Provided records:
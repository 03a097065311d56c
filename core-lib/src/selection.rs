// Copyright 2025 The Weft Authors.
//
// Licensed under the Apache License, Version 2.0 (the "License");
// you may not use this file except in compliance with the License.
// You may obtain a copy of the License at
//
//     http://www.apache.org/licenses/LICENSE-2.0
//
// Unless required by applicable law or agreed to in writing, software
// distributed under the License is distributed on an "AS IS" BASIS,
// WITHOUT WARRANTIES OR CONDITIONS OF ANY KIND, either express or implied.
// See the License for the specific language governing permissions and
// limitations under the License.

//! The visual selection model: an anchor and a focus in visual
//! coordinates, resolved through a view into the buffer's character
//! range.

use crate::buffer::TextBuffer;
use crate::error::Result;
use crate::styles::Rgba;
use crate::view::View;

/// An in-progress selection. Coordinates are visual `(x, y)` pairs:
/// column then virtual row. The anchor is where the drag started; the
/// focus follows the pointer.
#[derive(Clone, Copy, Debug, Default, PartialEq, Eq)]
pub struct Selection {
    pub anchor: (usize, usize),
    pub focus: (usize, usize),
    pub active: bool,
}

impl Selection {
    pub fn begin(anchor: (usize, usize)) -> Selection {
        Selection { anchor, focus: anchor, active: true }
    }

    pub fn drag(&mut self, focus: (usize, usize)) {
        self.focus = focus;
    }

    pub fn clear(&mut self) {
        *self = Selection::default();
    }

    /// Push the current corners through the view into the buffer's
    /// resolved selection. Returns whether the resolved range changed.
    pub fn apply(
        &self,
        view: &mut View,
        buffer: &mut TextBuffer,
        fg: Option<Rgba>,
        bg: Option<Rgba>,
    ) -> Result<bool> {
        if !self.active {
            let had = buffer.get_selection().is_some();
            buffer.reset_selection();
            return Ok(had);
        }
        view.set_local_selection(buffer, self.anchor, self.focus, fg, bg)
    }
}

#[cfg(test)]
mod tests {
    use super::*;

    #[test]
    fn drag_resolves_and_clears() {
        let mut buffer = TextBuffer::new();
        buffer.set_text(b"alpha\nbeta").unwrap();
        let mut view = View::new();

        let mut selection = Selection::begin((2, 0));
        selection.drag((2, 1));
        assert!(selection.apply(&mut view, &mut buffer, None, None).unwrap());
        let range = buffer.get_selection().unwrap();
        // "pha\nbe": chars 2..8.
        assert_eq!((range.start, range.end), (2, 8));

        selection.clear();
        assert!(selection.apply(&mut view, &mut buffer, None, None).unwrap());
        assert!(buffer.get_selection().is_none());
    }

    #[test]
    fn reversed_corners_normalize() {
        let mut buffer = TextBuffer::new();
        buffer.set_text(b"alpha").unwrap();
        let mut view = View::new();
        let mut selection = Selection::begin((4, 0));
        selection.drag((1, 0));
        selection.apply(&mut view, &mut buffer, None, None).unwrap();
        let range = buffer.get_selection().unwrap();
        assert_eq!((range.start, range.end), (1, 4));
    }

    #[test]
    fn empty_selection_resets() {
        let mut buffer = TextBuffer::new();
        buffer.set_text(b"alpha").unwrap();
        let mut view = View::new();
        let selection = Selection::begin((3, 0));
        selection.apply(&mut view, &mut buffer, None, None).unwrap();
        assert!(buffer.get_selection().is_none());
    }
}
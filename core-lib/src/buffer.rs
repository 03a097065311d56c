// Copyright 2025 The Weft Authors.
//
// Licensed under the Apache License, Version 2.0 (the "License");
// you may not use this file except in compliance with the License.
// You may obtain a copy of the License at
//
//     http://www.apache.org/licenses/LICENSE-2.0
//
// Unless required by applicable law or agreed to in writing, software
// distributed under the License is distributed on an "AS IS" BASIS,
// WITHOUT WARRANTIES OR CONDITIONS OF ANY KIND, either express or implied.
// See the License for the specific language governing permissions and
// limitations under the License.

//! The text buffer: UTF-8 bytes in, a canonical segment rope out.
//!
//! Ingestion cuts input at line terminators into `LineStart` / chunk /
//! `Break` segment streams over registered memory regions; queries read
//! the rope's aggregate info in O(1); edits are char-addressed structural
//! splices that snapshot into branching undo history. Highlights attach
//! per line and materialize lazily into style spans.

use std::fs;
use std::path::Path;
use std::sync::Arc;

use log::debug;
use memchr::memchr;
use smallvec::SmallVec;

use weft_rope::{
    History, MarkerKind, MemId, Segment, SegmentBuilder, SegmentInfo, SegmentLeaf, SegmentRope,
    TextChunk, FLAG_ASCII_ONLY, FLAG_HAS_TAB, MARKER_KINDS,
};
use weft_unicode::{Clusters, WidthMethod};

use crate::config::BufferConfig;
use crate::error::{Error, Result};
use crate::highlight::{Highlight, HighlightMap, StyleSpan};
use crate::scan::{self, LineBreakKind};
use crate::styles::{Rgba, Style, StyleId, StyleRegistry};

const MAX_MEM_REGIONS: usize = 256;

struct MemRegion {
    bytes: Arc<[u8]>,
    owned: bool,
}

/// Registry of byte regions referenced by chunks.
///
/// Ids are append-only: a region stays registered (and its bytes alive)
/// until `reset`, because undo history may hold ropes whose chunks still
/// reference it. Only the buffer's own scratch region is ever replaced in
/// place.
#[derive(Default)]
struct MemRegistry {
    entries: Vec<Option<MemRegion>>,
}

impl MemRegistry {
    fn register(&mut self, bytes: Arc<[u8]>, owned: bool) -> Result<MemId> {
        if self.entries.len() >= MAX_MEM_REGIONS {
            return Err(Error::OutOfMemory);
        }
        self.entries.push(Some(MemRegion { bytes, owned }));
        Ok((self.entries.len() - 1) as MemId)
    }

    /// Replace a region's bytes; silently a no-op if `id` is unregistered.
    fn replace(&mut self, id: MemId, bytes: Arc<[u8]>) {
        if let Some(slot) = self.entries.get_mut(id as usize) {
            if let Some(region) = slot {
                region.bytes = bytes;
                region.owned = true;
            }
        }
    }

    /// Grow an owned region by appending, returning the byte range of the
    /// appended data. Existing ranges stay valid: the prefix is unchanged.
    fn append(&mut self, id: MemId, extra: &[u8]) -> Option<(usize, usize)> {
        let slot = self.entries.get_mut(id as usize)?;
        let region = slot.as_mut()?;
        let start = region.bytes.len();
        let mut grown = Vec::with_capacity(start + extra.len());
        grown.extend_from_slice(&region.bytes);
        grown.extend_from_slice(extra);
        region.bytes = grown.into();
        Some((start, start + extra.len()))
    }

    fn get(&self, id: MemId) -> Option<&[u8]> {
        self.entries.get(id as usize).and_then(|slot| slot.as_ref()).map(|r| &*r.bytes)
    }

    fn reset(&mut self) {
        self.entries.clear();
    }
}

/// A resolved selection over character offsets, with optional colors for
/// the renderer.
#[derive(Clone, Copy, Debug, PartialEq)]
pub struct SelectionRange {
    pub start: usize,
    pub end: usize,
    pub fg: Option<Rgba>,
    pub bg: Option<Rgba>,
}

/// Input to [`TextBuffer::set_styled_text`]: one run of text with its
/// colors and attribute bits.
#[derive(Clone, Copy, Debug)]
pub struct StyledChunk<'a> {
    pub text: &'a str,
    pub fg: Option<Rgba>,
    pub bg: Option<Rgba>,
    pub attributes: u8,
}

/// Priority used for styles applied through `set_styled_text`, low enough
/// for explicit highlights to override.
pub const STYLED_TEXT_PRIORITY: u8 = 1;

#[derive(Default)]
struct MarkerCache {
    version: u64,
    offsets: [Vec<usize>; MARKER_KINDS],
}

pub struct TextBuffer {
    rope: SegmentRope,
    registry: MemRegistry,
    config: BufferConfig,
    styles: StyleRegistry,
    highlights: HighlightMap,
    history: History<SegmentInfo, SegmentLeaf>,
    selection: Option<SelectionRange>,
    /// Bumped after every mutation swaps the rope; views and caches
    /// compare against it.
    version: u64,
    /// Owned region receiving text from char-addressed inserts; grown by
    /// appending so existing chunk ranges stay valid.
    edit_mem: Option<MemId>,
    /// Owned region holding the concatenation built by `set_styled_text`;
    /// the only region ever replaced in place.
    scratch_mem: Option<MemId>,
    marker_cache: MarkerCache,
}

impl Default for TextBuffer {
    fn default() -> TextBuffer {
        TextBuffer::new()
    }
}
/// Aggregate metrics of a segment run.
#[derive(Clone, Debug)]
pub struct SegmentInfo {
    /// Total display width of text chunks.
    pub width: usize,
    /// Total referenced bytes.
    pub bytes: usize,
    /// Total characters: chunk clusters plus one per hard break.
    pub chars: usize,
    /// Number of `LineStart` segments.
    pub line_starts: usize,
    /// Number of `Break` segments.
    pub breaks: usize,
    /// Per-kind marker counts.
    pub markers: [usize; MARKER_KINDS],
}

impl NodeInfo<SegmentLeaf> for SegmentInfo {
    fn accumulate(&mut self, other: &Self) {
        self.width += other.width;
        self.bytes += other.bytes;
        self.chars += other.chars;
        self.line_starts += other.line_starts;
        self.breaks += other.breaks;
        for (a, b) in self.markers.iter_mut().zip(other.markers.iter()) {
            *a += b;
        }
    }

    fn compute_info(leaf: &SegmentLeaf) -> SegmentInfo {
        let mut info = SegmentInfo {
            width: 0,
            bytes: 0,
            chars: 0,
            line_starts: 0,
            breaks: 0,
            markers: [0; MARKER_KINDS],
        };
        for segment in &leaf.segments {
            match segment {
                Segment::Text(chunk) => {
                    info.width += chunk.width as usize;
                    info.bytes += chunk.byte_len();
                    info.chars += chunk.clusters as usize;
                }
                Segment::LineStart => info.line_starts += 1,
                Segment::Break => {
                    info.breaks += 1;
                    info.chars += 1;
                }
                Segment::Marker(kind) => info.markers[kind.index()] += 1,
            }
        }
        info
    }
}

/// A bounded run of segments; the leaf type of the text-buffer rope.
#[derive(Clone, Debug, Default, PartialEq, Eq)]
pub struct SegmentLeaf {
    segments: Vec<Segment>,
}

impl SegmentLeaf {
    pub fn from_segments(segments: Vec<Segment>) -> SegmentLeaf {
        SegmentLeaf { segments }
    }

    pub fn segments(&self) -> &[Segment] {
        &self.segments
    }
}

impl Leaf for SegmentLeaf {
    fn len(&self) -> usize {
        self.segments.len()
    }

    fn is_ok_child(&self) -> bool {
        self.segments.len() >= MIN_LEAF
    }

    fn push_maybe_split(&mut self, other: &SegmentLeaf, iv: Interval) -> Option<SegmentLeaf> {
        let (start, end) = iv.start_end();
        for segment in &other.segments[start..end] {
            match self.segments.last_mut() {
                Some(last) if last.can_merge(segment) => last.merge_in_place(segment),
                _ => self.segments.push(segment.clone()),
            }
        }

        if self.segments.len() <= MAX_LEAF {
            None
        } else {
            let splitpoint = self.segments.len() / 2;
            let right = self.segments.split_off(splitpoint);
            Some(SegmentLeaf { segments: right })
        }
    }
}
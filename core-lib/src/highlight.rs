// Copyright 2025 The Weft Authors.
//
// Licensed under the Apache License, Version 2.0 (the "License");
// you may not use this file except in compliance with the License.
// You may obtain a copy of the License at
//
//     http://www.apache.org/licenses/LICENSE-2.0
//
// Unless required by applicable law or agreed to in writing, software
// distributed under the License is distributed on an "AS IS" BASIS,
// WITHOUT WARRANTIES OR CONDITIONS OF ANY KIND, either express or implied.
// See the License for the specific language governing permissions and
// limitations under the License.

//! Highlights and their materialization into disjoint style spans.
//!
//! A highlight is a styling request over a column range of one logical
//! line, with a priority; many may overlap. The renderer wants the
//! opposite shape: consecutive disjoint runs, each with one winning style.
//! Materialization is a left-to-right sweep over start/end events,
//! emitting the max-priority active style per gap; rebuilds are lazy per
//! line, keyed by a dirty bit.

use std::collections::HashMap;

use crate::styles::{StyleId, STYLE_DEFAULT};

/// A styling request on one line; columns are a half-open range.
#[derive(Clone, Copy, Debug, PartialEq, Eq)]
pub struct Highlight {
    pub col_start: usize,
    pub col_end: usize,
    pub style_id: StyleId,
    pub priority: u8,
    /// Owner reference for bulk removal; 0 means unowned.
    pub hl_ref: u32,
}

/// A materialized run: columns `[col, next_col)` render with `style_id`.
#[derive(Clone, Copy, Debug, PartialEq, Eq)]
pub struct StyleSpan {
    pub col: usize,
    pub style_id: StyleId,
    pub next_col: usize,
}

#[derive(Default)]
struct LineState {
    highlights: Vec<Highlight>,
    spans: Vec<StyleSpan>,
    dirty: bool,
}

/// Per-line highlight storage with lazily rebuilt spans.
#[derive(Default)]
pub struct HighlightMap {
    lines: HashMap<usize, LineState>,
    in_transaction: bool,
}

impl HighlightMap {
    pub fn new() -> HighlightMap {
        HighlightMap::default()
    }

    /// Add one highlight. Empty ranges are ignored.
    pub fn add(&mut self, line: usize, highlight: Highlight) {
        if highlight.col_end <= highlight.col_start {
            return;
        }
        let state = self.lines.entry(line).or_default();
        state.highlights.push(highlight);
        state.dirty = true;
    }

    /// Remove every highlight with the given owner ref, on any line.
    pub fn remove_by_ref(&mut self, hl_ref: u32) {
        for state in self.lines.values_mut() {
            let before = state.highlights.len();
            state.highlights.retain(|h| h.hl_ref != hl_ref);
            if state.highlights.len() != before {
                state.dirty = true;
            }
        }
        self.lines.retain(|_, state| !state.highlights.is_empty());
    }

    pub fn clear_line(&mut self, line: usize) {
        self.lines.remove(&line);
    }

    pub fn clear(&mut self) {
        self.lines.clear();
    }

    pub fn has_highlights(&self, line: usize) -> bool {
        self.lines.contains_key(&line)
    }

    /// Begin a bulk update; span rebuilds are deferred anyway (they are
    /// lazy), so this only suppresses per-add bookkeeping until `commit`.
    pub fn begin_transaction(&mut self) {
        self.in_transaction = true;
    }

    pub fn end_transaction(&mut self) {
        self.in_transaction = false;
    }

    pub fn in_transaction(&self) -> bool {
        self.in_transaction
    }

    /// The materialized spans of `line`, rebuilding if stale. Returns an
    /// empty slice when the line has no highlights.
    pub fn spans(&mut self, line: usize, line_width: usize) -> &[StyleSpan] {
        match self.lines.get_mut(&line) {
            Some(state) => {
                if state.dirty {
                    state.spans = build_spans(&state.highlights, line_width);
                    state.dirty = false;
                }
                &state.spans
            }
            None => &[],
        }
    }
}

#[derive(Clone, Copy, PartialEq, Eq, PartialOrd, Ord)]
enum EventKind {
    // Ends sort before starts at the same column, so zero-width overlap
    // artifacts cannot occur.
    End,
    Start,
}

/// Deterministic sweep turning overlapping highlights into disjoint spans
/// covering `[0, max(line_width, last_end))` whenever at least one
/// highlight exists. Adjacent spans with the same winning style merge.
pub fn build_spans(highlights: &[Highlight], line_width: usize) -> Vec<StyleSpan> {
    if highlights.is_empty() {
        return Vec::new();
    }

    let mut events: Vec<(usize, EventKind, usize)> = Vec::with_capacity(highlights.len() * 2);
    for (idx, h) in highlights.iter().enumerate() {
        events.push((h.col_start, EventKind::Start, idx));
        events.push((h.col_end, EventKind::End, idx));
    }
    events.sort();

    let mut spans: Vec<StyleSpan> = Vec::new();
    let mut active: Vec<usize> = Vec::new();
    let mut last_col = 0;

    for (col, kind, idx) in events {
        if col > last_col {
            push_merged(&mut spans, last_col, winning_style(&active, highlights), col);
            last_col = col;
        }
        match kind {
            EventKind::Start => active.push(idx),
            EventKind::End => active.retain(|&i| i != idx),
        }
    }
    if last_col < line_width {
        push_merged(&mut spans, last_col, STYLE_DEFAULT, line_width);
    }
    spans
}

/// Highest priority wins; at equal priority, the earliest-added highlight.
fn winning_style(active: &[usize], highlights: &[Highlight]) -> StyleId {
    let mut best: Option<&Highlight> = None;
    for &idx in active {
        let h = &highlights[idx];
        match best {
            Some(b) if b.priority >= h.priority => {}
            _ => best = Some(h),
        }
    }
    best.map(|h| h.style_id).unwrap_or(STYLE_DEFAULT)
}

fn push_merged(spans: &mut Vec<StyleSpan>, col: usize, style_id: StyleId, next_col: usize) {
    if let Some(last) = spans.last_mut() {
        if last.style_id == style_id && last.next_col == col {
            last.next_col = next_col;
            return;
        }
    }
    spans.push(StyleSpan { col, style_id, next_col });
}
// Copyright 2025 The Weft Authors.
//
// Licensed under the Apache License, Version 2.0 (the "License");
// you may not use this file except in compliance with the License.
// You may obtain a copy of the License at
//
//     http://www.apache.org/licenses/LICENSE-2.0
//
// Unless required by applicable law or agreed to in writing, software
// distributed under the License is distributed on an "AS IS" BASIS,
// WITHOUT WARRANTIES OR CONDITIONS OF ANY KIND, either express or implied.
// See the License for the specific language governing permissions and
// limitations under the License.

use criterion::{black_box, criterion_group, criterion_main, Criterion};

use weft_rope::{Segment, SegmentBuilder, SegmentRope};

fn build_document(lines: usize, cols: usize) -> SegmentRope {
    let mut b = SegmentBuilder::new();
    for i in 0..lines {
        if i > 0 {
            b.push(Segment::Break);
        }
        b.push(Segment::LineStart);
        b.push(Segment::text(0, i * cols, (i + 1) * cols, cols as u32));
    }
    b.build()
}

fn benchmark_bulk_build(c: &mut Criterion) {
    c.bench_function("benchmark_bulk_build_100k_lines", |b| {
        b.iter(|| build_document(black_box(100_000), 80))
    });
}

fn benchmark_mid_document_edit(c: &mut Criterion) {
    let rope = build_document(100_000, 80);
    let insert = {
        let mut b = SegmentBuilder::new();
        b.push(Segment::Break);
        b.push(Segment::LineStart);
        b.push(Segment::text(1, 0, 5, 5));
        b.build()
    };
    c.bench_function("benchmark_mid_document_edit", |b| {
        b.iter(|| {
            let mut copy = rope.clone();
            let mid = copy.len() / 2;
            copy.edit(mid..mid, black_box(insert.clone()));
            copy
        })
    });
}

fn benchmark_line_lookup(c: &mut Criterion) {
    let rope = build_document(100_000, 80);
    c.bench_function("benchmark_line_lookup", |b| {
        b.iter(|| {
            let mut total = 0;
            for line in (0..100_000).step_by(1000) {
                total += rope.line_content_start(black_box(line));
            }
            total
        })
    });
}

criterion_group!(
    benches,
    benchmark_bulk_build,
    benchmark_mid_document_edit,
    benchmark_line_lookup
);
criterion_main!(benches);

Problem: Each line above that carries the string "HighlightMap" has to be returned.

Solution for this exercise:
use crate::highlight::{Highlight, HighlightMap, StyleSpan};
    highlights: HighlightMap,
pub struct HighlightMap {
impl HighlightMap {
    pub fn new() -> HighlightMap {
        HighlightMap::default()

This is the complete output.